Records shown
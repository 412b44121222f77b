//! Artifact checksum calculation.

use crate::bundler::{Result, error::ErrorExt};
use sha2::{Digest, Sha256};
use std::path::Path;
use tokio::io::AsyncReadExt;

/// Calculates the SHA-256 checksum of a file.
///
/// Reads the file in 8KB chunks to handle large executables without loading
/// them into memory.
///
/// # Returns
///
/// * `Ok(String)` - Hex-encoded SHA-256 hash (64 characters)
/// * `Err` - If the file cannot be read
pub async fn calculate_sha256(file_path: &Path) -> Result<String> {
    let mut file = tokio::fs::File::open(file_path)
        .await
        .fs_context("opening file for hashing", file_path)?;
    let mut hasher = Sha256::new();
    let mut buffer = vec![0u8; 8192];

    loop {
        let n = file
            .read(&mut buffer)
            .await
            .fs_context("reading file for hash calculation", file_path)?;
        if n == 0 {
            break;
        }
        hasher.update(&buffer[..n]);
    }

    Ok(format!("{:x}", hasher.finalize()))
}

#[cfg(test)]
mod tests {
    use super::*;

    #[tokio::test]
    async fn hashes_file_contents() {
        let dir = tempfile::tempdir().unwrap();
        let path = dir.path().join("A.exe");
        std::fs::write(&path, b"abc").unwrap();

        assert_eq!(
            calculate_sha256(&path).await.unwrap(),
            "ba7816bf8f01cfea414140de5dae2223b00361a396177a9cb410ff61f20015ad"
        );
    }
}
//! Packager toggles and executable location.

/// How the packager lays out its output.
///
/// # Configuration
///
/// ```toml
/// mode = "onedir"  # or "onefile"
/// ```
#[derive(Clone, Copy, Debug, Default, Eq, PartialEq, serde::Deserialize)]
#[serde(rename_all = "lowercase")]
pub enum BundleMode {
    /// Single self-extracting executable at `dist/<name>`.
    #[default]
    OneFile,

    /// Folder `dist/<name>/` holding the executable and its support files.
    OneDir,
}

/// Operating system the frozen executable is built for.
///
/// Only affects the artifact file name (`.exe` suffix); the packager itself
/// always builds for the host it runs on.
#[derive(Clone, Copy, Debug, Default, Eq, PartialEq, serde::Deserialize)]
#[serde(rename_all = "lowercase")]
pub enum Target {
    /// Artifact name ends in `.exe`.
    Windows,

    /// Artifact name has no extension.
    Unix,

    /// Follow the host running the pipeline.
    #[default]
    Auto,
}

impl Target {
    /// Returns true when the artifact carries an `.exe` suffix.
    pub fn is_windows(self) -> bool {
        match self {
            Target::Windows => true,
            Target::Unix => false,
            Target::Auto => cfg!(windows),
        }
    }
}

/// Miscellaneous packager toggles written into the generated spec.
///
/// # Configuration
///
/// ```toml
/// [options]
/// strip = true
/// upx = false
/// console = true
/// optimize = 2
/// ```
#[derive(Clone, Debug, Eq, PartialEq, serde::Deserialize)]
#[serde(default, deny_unknown_fields)]
pub struct PackagerOptions {
    /// Strip debug symbols from bundled binaries.
    ///
    /// Default: false
    pub strip: bool,

    /// Compress bundled binaries with UPX when available.
    ///
    /// Default: true
    pub upx: bool,

    /// Build a console application instead of a windowed one.
    ///
    /// Default: true
    pub console: bool,

    /// Bytecode optimization level (0, 1 or 2).
    ///
    /// Default: 0
    pub optimize: u8,

    /// Ask the packager to drop its cache before building.
    ///
    /// Default: true
    pub clean_cache: bool,
}

impl Default for PackagerOptions {
    fn default() -> Self {
        Self {
            strip: false,
            upx: true,
            console: true,
            optimize: 0,
            clean_cache: true,
        }
    }
}

/// External packager executable and extra arguments.
///
/// # Configuration
///
/// ```toml
/// [packager]
/// program = "pyinstaller"
/// args = ["--log-level", "WARN"]
/// ```
#[derive(Clone, Debug, Eq, PartialEq, serde::Deserialize)]
#[serde(default, deny_unknown_fields)]
pub struct PackagerSettings {
    /// Program name looked up on `PATH`, or a path to it.
    ///
    /// Default: `pyinstaller`
    pub program: String,

    /// Arguments inserted before the spec file path.
    ///
    /// Default: Empty
    pub args: Vec<String>,
}

impl Default for PackagerSettings {
    fn default() -> Self {
        Self {
            program: "pyinstaller".to_string(),
            args: Vec::new(),
        }
    }
}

Exercise brief
Reproduce the preceding entries exactly and completely.

Answer to this task
repository 412b44121222f77b
//! Artifact checksum calculation.

use crate::bundler::{Result, error::ErrorExt};
use sha2::{Digest, Sha256};
use std::path::Path;
use tokio::io::AsyncReadExt;

/// Calculates the SHA-256 checksum of a file.
///
/// Reads the file in 8KB chunks to handle large executables without loading
/// them into memory.
///
/// # Returns
///
/// * `Ok(String)` - Hex-encoded SHA-256 hash (64 characters)
/// * `Err` - If the file cannot be read
pub async fn calculate_sha256(file_path: &Path) -> Result<String> {
    let mut file = tokio::fs::File::open(file_path)
        .await
        .fs_context("opening file for hashing", file_path)?;
    let mut hasher = Sha256::new();
    let mut buffer = vec![0u8; 8192];

    loop {
        let n = file
            .read(&mut buffer)
            .await
            .fs_context("reading file for hash calculation", file_path)?;
        if n == 0 {
            break;
        }
        hasher.update(&buffer[..n]);
    }

    Ok(format!("{:x}", hasher.finalize()))
}

#[cfg(test)]
mod tests {
    use super::*;

    #[tokio::test]
    async fn hashes_file_contents() {
        let dir = tempfile::tempdir().unwrap();
        let path = dir.path().join("A.exe");
        std::fs::write(&path, b"abc").unwrap();

        assert_eq!(
            calculate_sha256(&path).await.unwrap(),
            "ba7816bf8f01cfea414140de5dae2223b00361a396177a9cb410ff61f20015ad"
        );
    }
}
//! Packager toggles and executable location.

/// How the packager lays out its output.
///
/// # Configuration
///
/// ```toml
/// mode = "onedir"  # or "onefile"
/// ```
#[derive(Clone, Copy, Debug, Default, Eq, PartialEq, serde::Deserialize)]
#[serde(rename_all = "lowercase")]
pub enum BundleMode {
    /// Single self-extracting executable at `dist/<name>`.
    #[default]
    OneFile,

    /// Folder `dist/<name>/` holding the executable and its support files.
    OneDir,
}

/// Operating system the frozen executable is built for.
///
/// Only affects the artifact file name (`.exe` suffix); the packager itself
/// always builds for the host it runs on.
#[derive(Clone, Copy, Debug, Default, Eq, PartialEq, serde::Deserialize)]
#[serde(rename_all = "lowercase")]
pub enum Target {
    /// Artifact name ends in `.exe`.
    Windows,

    /// Artifact name has no extension.
    Unix,

    /// Follow the host running the pipeline.
    #[default]
    Auto,
}

impl Target {
    /// Returns true when the artifact carries an `.exe` suffix.
    pub fn is_windows(self) -> bool {
        match self {
            Target::Windows => true,
            Target::Unix => false,
            Target::Auto => cfg!(windows),
        }
    }
}

/// Miscellaneous packager toggles written into the generated spec.
///
/// # Configuration
///
/// ```toml
/// [options]
/// strip = true
/// upx = false
/// console = true
/// optimize = 2
/// ```
#[derive(Clone, Debug, Eq, PartialEq, serde::Deserialize)]
#[serde(default, deny_unknown_fields)]
pub struct PackagerOptions {
    /// Strip debug symbols from bundled binaries.
    ///
    /// Default: false
    pub strip: bool,

    /// Compress bundled binaries with UPX when available.
    ///
    /// Default: true
    pub upx: bool,

    /// Build a console application instead of a windowed one.
    ///
    /// Default: true
    pub console: bool,

    /// Bytecode optimization level (0, 1 or 2).
    ///
    /// Default: 0
    pub optimize: u8,

    /// Ask the packager to drop its cache before building.
    ///
    /// Default: true
    pub clean_cache: bool,
}

impl Default for PackagerOptions {
    fn default() -> Self {
        Self {
            strip: false,
            upx: true,
            console: true,
            optimize: 0,
            clean_cache: true,
        }
    }
}

/// External packager executable and extra arguments.
///
/// # Configuration
///
/// ```toml
/// [packager]
/// program = "pyinstaller"
/// args = ["--log-level", "WARN"]
/// ```
#[derive(Clone, Debug, Eq, PartialEq, serde::Deserialize)]
#[serde(default, deny_unknown_fields)]
pub struct PackagerSettings {
    /// Program name looked up on `PATH`, or a path to it.
    ///
    /// Default: `pyinstaller`
    pub program: String,

    /// Arguments inserted before the spec file path.
    ///
    /// Default: Empty
    pub args: Vec<String>,
}

impl Default for PackagerSettings {
    fn default() -> Self {
        Self {
            program: "pyinstaller".to_string(),
            args: Vec::new(),
        }
    }
}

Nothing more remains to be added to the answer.